What is wrong with such an intervention? Two main issues arise:
· There is a reason why Arafat is so eager to bring about, even at this hideous cost, an international intervention. If mandated by the UN, any such intervention would define its mission in line with the Arab interpretation of “international legitimacy,” i.e., the June 4, 1967 lines (even within Jerusalem!) and the “right of return”—without any compromise, without even the pretense of negotiating.
· Moreover, such an intervention would imply a dangerous degree of disregard, even disdain, toward the democratic outcome of the Israeli political process and an urgent wish to “impose a solution” on the “reluctant” Israelis. This will never happen, and must not happen. An imposition would break, perhaps irretrievably, the back of Israeli democracy—the very same backbone that has seen us through the present conflict and has marked American responses since 9/11. As it happens, two other, tragic but interlinked anniversaries bracket Rosh Hashana this year: We already marked, at a solemn ceremony at AJC headquarters, two years since 9/11, the “Pearl Harbor” of Islamist totalitarianism. Soon we shall all mark the third anniversary of Arafat’s own decision to “cry havoc, and let loose the dogs of war” after the failure of his Camp David summit. Much has been lost since. Have the lessons been learned? We should not be quick to assume they have. Saddamist—and Arafatist—terrorists are still trying to undo all lessons and destroy all achievements. In one specific case, known to U.S. policymakers (hence the harsh judgment on Arafat in President Bush’s speech at the UNGA) but not widely publicized in the United States, the offices of the best and most honest Palestinian leader, Finance Minister Salam Fayyad, were attacked and trashed in both Gaza and Ramallah by goons and thugs who answer to Arafat alone and do not want to see his money lines brought under orderly supervision.

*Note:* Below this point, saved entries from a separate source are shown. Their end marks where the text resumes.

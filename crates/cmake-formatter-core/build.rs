// Translations are embedded by rust_i18n at compile time; rebuild on edits.
fn main() {
    for locale in ["en", "es", "zh-CN"] {
        println!("cargo:rerun-if-changed=locales/{locale}.yml");
    }
}
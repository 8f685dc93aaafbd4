use super::*;

impl Backend {
    pub(super) async fn handle_did_open(&self, params: DidOpenTextDocumentParams) {
        let uri = params.text_document.uri;
        let Some(path) = helpers::file_path(&uri) else {
            return;
        };
        self.host
            .update_document(uri, path, params.text_document.text)
            .await;
    }

    pub(super) async fn handle_did_change(&self, params: DidChangeTextDocumentParams) {
        let uri = params.text_document.uri;
        let Some(path) = helpers::file_path(&uri) else {
            return;
        };
        // Full sync: the last change carries the whole document
        if let Some(change) = params.content_changes.into_iter().last() {
            self.host.update_document(uri, path, change.text).await;
        }
    }

    pub(super) async fn handle_did_save(&self, params: DidSaveTextDocumentParams) {
        let uri = params.text_document.uri;
        let Some(path) = helpers::file_path(&uri) else {
            return;
        };
        if let Some(text) = params.text {
            self.host.update_document(uri, path.clone(), text).await;
        }

        let action = self.coordinator.on_did_save(&path).await;
        tracing::debug!(path = %path.display(), ?action, "Handled didSave");
    }

    pub(super) async fn handle_did_close(&self, params: DidCloseTextDocumentParams) {
        if let Some(path) = helpers::file_path(&params.text_document.uri) {
            self.host.close_document(&path).await;
        }
    }
}
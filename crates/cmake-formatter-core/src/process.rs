//! Running the external formatter.
//!
//! The formatter is a black box: `<exe> [...args] <document>` prints the
//! formatted document on stdout, `<exe> --version` prints its version. Any
//! non-zero exit is a failure whose stderr is reported verbatim.

use crate::error::{FormatError, FormatResult};
use async_trait::async_trait;
use std::path::Path;
use std::process::Stdio;

/// Flag passed to the formatter for the version probe.
pub const VERSION_FLAG: &str = "--version";

/// Captured result of a finished process.
#[derive(Debug, Clone, Default, PartialEq, Eq)]
pub struct ProcessOutput {
    /// Exit code, `None` when the process was terminated by a signal.
    pub status: Option<i32>,
    pub stdout: Vec<u8>,
    pub stderr: Vec<u8>,
}

impl ProcessOutput {
    pub fn success(&self) -> bool {
        self.status == Some(0)
    }

    /// Convert into stdout text, mapping failure to [`FormatError::ProcessFailed`].
    ///
    /// The failure details are stderr when it has content, otherwise a short
    /// description of the exit status.
    pub fn into_stdout(self, program: &Path) -> FormatResult<String> {
        if !self.success() {
            let stderr = String::from_utf8_lossy(&self.stderr);
            let details = if stderr.trim().is_empty() {
                match self.status {
                    Some(code) => format!("{} exited with status {}", program.display(), code),
                    None => format!("{} was terminated by a signal", program.display()),
                }
            } else {
                stderr.into_owned()
            };
            return Err(FormatError::ProcessFailed { details });
        }

        String::from_utf8(self.stdout).map_err(FormatError::InvalidOutput)
    }
}

/// Spawns a program and waits for it to finish.
#[async_trait]
pub trait ProcessRunner: Send + Sync + std::fmt::Debug {
    async fn run(&self, program: &Path, args: &[String]) -> FormatResult<ProcessOutput>;
}

/// [`ProcessRunner`] backed by `tokio::process`.
#[derive(Debug, Clone, Copy, Default)]
pub struct TokioProcessRunner;

#[async_trait]
impl ProcessRunner for TokioProcessRunner {
    async fn run(&self, program: &Path, args: &[String]) -> FormatResult<ProcessOutput> {
        tracing::debug!(program = %program.display(), ?args, "Spawning formatter");

        let output = tokio::process::Command::new(program)
            .args(args)
            .stdin(Stdio::null())
            .stdout(Stdio::piped())
            .stderr(Stdio::piped())
            .kill_on_drop(true)
            .output()
            .await
            .map_err(|e| FormatError::Spawn {
                program: program.to_path_buf(),
                source: e,
            })?;

        Ok(ProcessOutput {
            status: output.status.code(),
            stdout: output.stdout,
            stderr: output.stderr,
        })
    }
}

/// Build the argument list for formatting `document`: configured arguments
/// first, document path last.
pub fn format_args(configured: &[String], document: &Path) -> Vec<String> {
    let mut args = Vec::with_capacity(configured.len() + 1);
    args.extend(configured.iter().cloned());
    args.push(document.to_string_lossy().into_owned());
    args
}

/// Run the formatter on `document` and return its stdout.
pub async fn run_formatter(
    runner: &dyn ProcessRunner,
    executable: &Path,
    configured: &[String],
    document: &Path,
) -> FormatResult<String> {
    let args = format_args(configured, document);
    runner.run(executable, &args).await?.into_stdout(executable)
}

/// Ask the formatter for its version. Returns the trimmed stdout.
pub async fn probe_version(runner: &dyn ProcessRunner, executable: &Path) -> FormatResult<String> {
    let output = runner
        .run(executable, &[VERSION_FLAG.to_string()])
        .await?
        .into_stdout(executable)?;
    Ok(output.trim().to_string())
}
//! # cmake-formatter-lsp
//!
//! Language Server Protocol front-end for `cmake-format`.
//!
//! Lets any LSP editor (VS Code, Neovim, Helix, Zed, ...) format CMake files
//! through the `cmake-formatter-core` coordinator.
//!
//! ## Features
//!
//! - `textDocument/formatting` for `CMakeLists.txt` and `*.cmake`
//! - Format-on-save, debounced, driven by `textDocument/didSave`
//! - Commands `cmake-formatter.applyCmakeFormat` and
//!   `cmake-formatter.toggleFormatOnSave`
//! - Settings read from the `cmake-formatter` configuration section
//!
//! ## Usage
//!
//! ```bash
//! cmake-formatter-lsp
//! ```
//!
//! The server communicates over stdin/stdout using the LSP protocol.

mod backend;
mod host;
pub mod locale;
mod settings;

pub use backend::{APPLY_FORMAT_COMMAND, Backend, TOGGLE_FORMAT_ON_SAVE_COMMAND};
pub use host::LspHost;
pub use settings::ClientSettings;

use tower_lsp::{LspService, Server};

/// Install the tracing subscriber for the server process.
///
/// Logs go to stderr; stdout carries the protocol. `RUST_LOG` overrides the
/// default `info` filter.
pub fn init_tracing() {
    let filter = tracing_subscriber::EnvFilter::try_from_default_env()
        .unwrap_or_else(|_| tracing_subscriber::EnvFilter::new("info"));
    let _ = tracing_subscriber::fmt()
        .with_env_filter(filter)
        .with_writer(std::io::stderr)
        .with_ansi(false)
        .try_init();
}

/// Start the LSP server.
///
/// This function sets up stdin/stdout communication and runs the server
/// until shutdown is requested.
///
/// # Errors
///
/// Returns an error if the server fails to start or encounters a fatal error.
pub async fn start_server() -> anyhow::Result<()> {
    let stdin = tokio::io::stdin();
    let stdout = tokio::io::stdout();

    let (service, socket) = LspService::new(Backend::new);
    Server::new(stdin, stdout, socket).serve(service).await;
    Ok(())
}
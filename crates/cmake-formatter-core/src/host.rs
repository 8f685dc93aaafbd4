//! Capabilities the coordinator consumes from the editor it runs in.
//!
//! The LSP server and the CLI each implement [`EditorHost`] and
//! [`SettingsStore`]; the coordinator never talks to an editor directly.

use crate::config::Settings;
use crate::error::FormatResult;
use crate::text::TextEdit;
use async_trait::async_trait;
use std::path::Path;
use std::sync::RwLock;

/// Editor primitives used by format operations.
#[async_trait]
pub trait EditorHost: Send + Sync {
    /// Show a blocking error message to the user.
    async fn show_error(&self, message: &str);

    /// Show a non-blocking warning.
    async fn show_warning(&self, message: &str);

    async fn show_info(&self, message: &str);

    /// Current text of the document, including unsaved changes.
    async fn document_text(&self, path: &Path) -> FormatResult<String>;

    /// Make the document visible in an editor before it is edited.
    async fn show_document(&self, path: &Path) -> FormatResult<()>;

    /// Apply `edit` to the document as one atomic change.
    async fn apply_edit(&self, path: &Path, edit: TextEdit) -> FormatResult<()>;

    /// Persist the document.
    async fn save_document(&self, path: &Path) -> FormatResult<()>;
}

/// Source of [`Settings`] snapshots.
#[async_trait]
pub trait SettingsStore: Send + Sync {
    /// Read the current settings. Called once per operation.
    async fn load(&self) -> Settings;

    /// Persist `formatOnSave` at global scope.
    async fn set_format_on_save(&self, enabled: bool) -> FormatResult<()>;
}

/// In-memory [`SettingsStore`].
#[derive(Debug, Default)]
pub struct MemorySettings {
    settings: RwLock<Settings>,
}

impl MemorySettings {
    pub fn new(settings: Settings) -> Self {
        Self {
            settings: RwLock::new(settings),
        }
    }

    pub fn replace(&self, settings: Settings) {
        *self.settings.write().unwrap_or_else(|e| e.into_inner()) = settings;
    }

    pub fn snapshot(&self) -> Settings {
        self.settings
            .read()
            .unwrap_or_else(|e| e.into_inner())
            .clone()
    }
}

#[async_trait]
impl SettingsStore for MemorySettings {
    async fn load(&self) -> Settings {
        self.snapshot()
    }

    async fn set_format_on_save(&self, enabled: bool) -> FormatResult<()> {
        self.settings
            .write()
            .unwrap_or_else(|e| e.into_inner())
            .format_on_save = enabled;
        Ok(())
    }
}

#[cfg(test)]
mod tests {
    use super::*;

    #[tokio::test]
    async fn test_memory_settings_round_trip() {
        let store = MemorySettings::new(Settings {
            executable_path: "/bin/cmake-format".to_string(),
            ..Default::default()
        });

        assert!(!store.load().await.format_on_save);
        store.set_format_on_save(true).await.unwrap();

        let loaded = store.load().await;
        assert!(loaded.format_on_save);
        assert_eq!(loaded.executable_path, "/bin/cmake-format");
    }

    #[tokio::test]
    async fn test_memory_settings_replace() {
        let store = MemorySettings::default();
        store.replace(Settings {
            arguments: vec!["-c".to_string(), "style.py".to_string()],
            ..Default::default()
        });
        assert_eq!(store.load().await.arguments, vec!["-c", "style.py"]);
    }
}
//! The evaluation life-cycle shared by every metric.

use bon::Builder;
use indicatif::{ProgressBar, ProgressStyle};
use ndarray::{ArrayD, ArrayView1, ArrayViewD};
use serde::Serialize;
use tracing::{debug, warn};

use super::Metric;
use crate::data::{
    check_attributions, expand_attribution_channel, infer_channel_first, is_constant,
    make_channel_first, Batch, PreparedBatch,
};
use crate::error::{ConfigError, Result};
use crate::functions::Explainer;
use crate::model::{Device, Model, ModelAdapter, PredictOptions, Predictor};

// =============================================================================
// CallOptions
// =============================================================================

/// Settings scoped to a single metric call.
///
/// Each set field wins over the metric's configured default for that call
/// only; nothing is written back to the metric.
///
/// # Example
///
/// ```
/// use explain_eval::metrics::CallOptions;
/// use explain_eval::model::Device;
///
/// let options = CallOptions::builder()
///     .channel_first(true)
///     .softmax(true)
///     .device("cuda:1")
///     .build();
/// assert_eq!(options.device, Some(Device::Cuda(1)));
/// ```
#[derive(Debug, Clone, Default, Builder)]
#[builder(derive(Clone, Debug))]
pub struct CallOptions {
    /// Channel order of the inputs (and of the model). Inferred when `None`.
    pub channel_first: Option<bool>,
    /// Produces attributions when they are missing or must be regenerated.
    pub explainer: Option<Explainer>,
    /// Overrides the metric's softmax default.
    pub softmax: Option<bool>,
    /// Device for every model and explainer invocation of the call.
    #[builder(into)]
    pub device: Option<Device>,
    /// Forwarded to the model backend.
    #[builder(default)]
    pub predict: PredictOptions,
}

// =============================================================================
// CallContext
// =============================================================================

/// Everything a metric hook may use during one call.
#[derive(Debug)]
pub struct CallContext<'m> {
    model: ModelAdapter<'m>,
    explainer: Option<Explainer>,
    channel_first: bool,
    softmax: bool,
}

impl<'m> CallContext<'m> {
    pub fn new(model: ModelAdapter<'m>, explainer: Option<Explainer>, softmax: bool) -> Self {
        let channel_first = model.channel_first();
        Self {
            model,
            explainer,
            channel_first,
            softmax,
        }
    }

    /// Wrapped model of this call.
    pub fn model(&self) -> &ModelAdapter<'m> {
        &self.model
    }

    pub fn explainer(&self) -> Option<&Explainer> {
        self.explainer.as_ref()
    }

    /// The explainer, or [`ConfigError::MissingExplainFn`].
    pub fn require_explainer(&self) -> Result<&Explainer, ConfigError> {
        self.explainer.as_ref().ok_or(ConfigError::MissingExplainFn)
    }

    /// Run the explainer on a channel-first batch.
    pub fn explain(
        &self,
        inputs: ArrayViewD<'_, f32>,
        targets: ArrayView1<'_, usize>,
    ) -> Result<ArrayD<f32>> {
        self.require_explainer()?.explain(&self.model, inputs, targets)
    }

    /// Channel order the inputs arrived in.
    pub fn channel_first(&self) -> bool {
        self.channel_first
    }

    pub fn softmax(&self) -> bool {
        self.softmax
    }

    pub fn device(&self) -> Option<&Device> {
        self.model.device()
    }
}

// =============================================================================
// History
// =============================================================================

/// Opt-in record of per-call results.
///
/// Only successful calls are recorded.
#[derive(Debug, Clone, Serialize)]
pub struct History<R> {
    calls: Vec<Vec<R>>,
}

impl<R> Default for History<R> {
    fn default() -> Self {
        Self { calls: Vec::new() }
    }
}

impl<R> History<R> {
    pub fn new() -> Self {
        Self::default()
    }

    /// Append the results of one call.
    pub fn record(&mut self, results: Vec<R>) {
        self.calls.push(results);
    }

    /// Results of the most recent call. Empty before the first call.
    pub fn last_results(&self) -> &[R] {
        self.calls.last().map(Vec::as_slice).unwrap_or(&[])
    }

    /// Results of every recorded call, oldest first.
    pub fn all_results(&self) -> &[Vec<R>] {
        &self.calls
    }

    /// Number of recorded calls.
    pub fn len(&self) -> usize {
        self.calls.len()
    }

    pub fn is_empty(&self) -> bool {
        self.calls.is_empty()
    }

    pub fn clear(&mut self) {
        self.calls.clear();
    }
}

// =============================================================================
// Evaluator
// =============================================================================

/// Runs a metric over a batch.
///
/// # Example
///
/// ```ignore
/// let metric = Continuity::new(ContinuityConfig::builder().patch_size(2).build()?);
/// let results = Evaluator::new(&metric).evaluate(&model, batch, &options)?;
/// let scores = metric.aggregated_score(&results);
/// ```
pub struct Evaluator<'a, M: Metric> {
    metric: &'a M,
}

impl<'a, M: Metric> Evaluator<'a, M> {
    pub fn new(metric: &'a M) -> Self {
        Self { metric }
    }

    /// Evaluate every instance of `batch` and return the results in batch order.
    ///
    /// # Errors
    ///
    /// - [`ConfigError`] when attributions are missing and no explainer or
    ///   no labels were given, or when the metric rejects its configuration
    ///   against the inputs
    /// - [`ShapeError`](crate::ShapeError) when inputs, labels and
    ///   attributions do not fit together
    /// - any error raised by the model, the explainer or the metric itself
    pub fn evaluate(
        &self,
        model: &dyn Model,
        batch: Batch,
        options: &CallOptions,
    ) -> Result<Vec<M::Output>> {
        let metric = self.metric;
        let base = metric.base();
        let Batch { x, y, a, s } = batch;
        debug!(metric = metric.name(), shape = ?x.shape(), "evaluation started");

        // Canonical layout
        let channel_first = match options.channel_first {
            Some(cf) => cf,
            None => infer_channel_first(x.shape())?,
        };
        let x = make_channel_first(x, channel_first)?;
        metric.validate_input(x.shape())?;

        let softmax = options.softmax.unwrap_or(base.softmax);
        let adapter = ModelAdapter::new(
            model,
            channel_first,
            softmax,
            options.device.clone(),
            options.predict.clone(),
        );
        let ctx = CallContext::new(adapter, options.explainer.clone(), softmax);

        // Attributions
        let a = match a {
            Some(a) => a,
            None => {
                ctx.require_explainer()?;
                let y = y.as_ref().ok_or(ConfigError::MissingLabels)?;
                debug!(metric = metric.name(), "generating attributions");
                ctx.explain(x.view(), y.view())?
            }
        };
        let a = expand_attribution_channel(a, x.shape())?;
        check_attributions(x.shape(), a.shape())?;
        if !base.disable_warnings && is_constant(a.view()) {
            warn!(
                metric = metric.name(),
                "all attribution values are equal; scores may be uninformative"
            );
        }

        let mut batch = PreparedBatch::new(x, y, a, s)?;
        let state = metric.custom_preprocess(&ctx, &batch)?;
        base.process_batch(&mut batch.a)?;

        let n = batch.len();
        let pb = progress_bar(n, base.display_progressbar, metric.name());
        let results = base.parallelism.maybe_par_try_map(0..n, |i| {
            let out = metric.evaluate_instance(&ctx, &state, batch.instance(i));
            pb.inc(1);
            out
        })?;
        pb.finish_and_clear();

        metric.custom_postprocess(&ctx, &state, &results)?;
        debug!(metric = metric.name(), n_instances = n, "evaluation finished");
        Ok(results)
    }

    /// [`evaluate`](Self::evaluate) and record the results in `history`.
    ///
    /// A failed call leaves `history` untouched.
    pub fn evaluate_into<'h>(
        &self,
        model: &dyn Model,
        batch: Batch,
        options: &CallOptions,
        history: &'h mut History<M::Output>,
    ) -> Result<&'h [M::Output]> {
        let results = self.evaluate(model, batch, options)?;
        history.record(results);
        Ok(history.last_results())
    }
}

fn progress_bar(len: usize, visible: bool, name: &str) -> ProgressBar {
    if !visible {
        return ProgressBar::hidden();
    }
    let pb = ProgressBar::new(len as u64);
    if let Ok(style) = ProgressStyle::default_bar()
        .template("{msg} [{elapsed_precise}] [{bar:40.cyan/blue}] {pos}/{len} ({eta})")
    {
        pb.set_style(style.progress_chars("#>-"));
    }
    pb.set_message(format!("Evaluating {}", name));
    pb
}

And yet, perhaps something is beginning to happen “against the run of play” as it may have looked from the outside just a week ago. An anniversary it is not, but we now have gone through ten days without a major attack; in fact, none took place since Israel’s “poorly thought out” and “impulsive, unwise” decision to threaten Arafat with expulsion, or worse. This was certainly a PR (hasbara) disaster, one of the worst ever. But Arafat has not ignored the threat, and he is not taking chances: In a sense, he is now trying his best to be “more Abu Mazen than the latter ever dared to be.” Add the daily manhunt for terror leaders in the West Bank, and a Hamas leadership driven generally into hiding, and the result is a striking affirmation that in this war, as in all wars, rude force sometimes does the trick.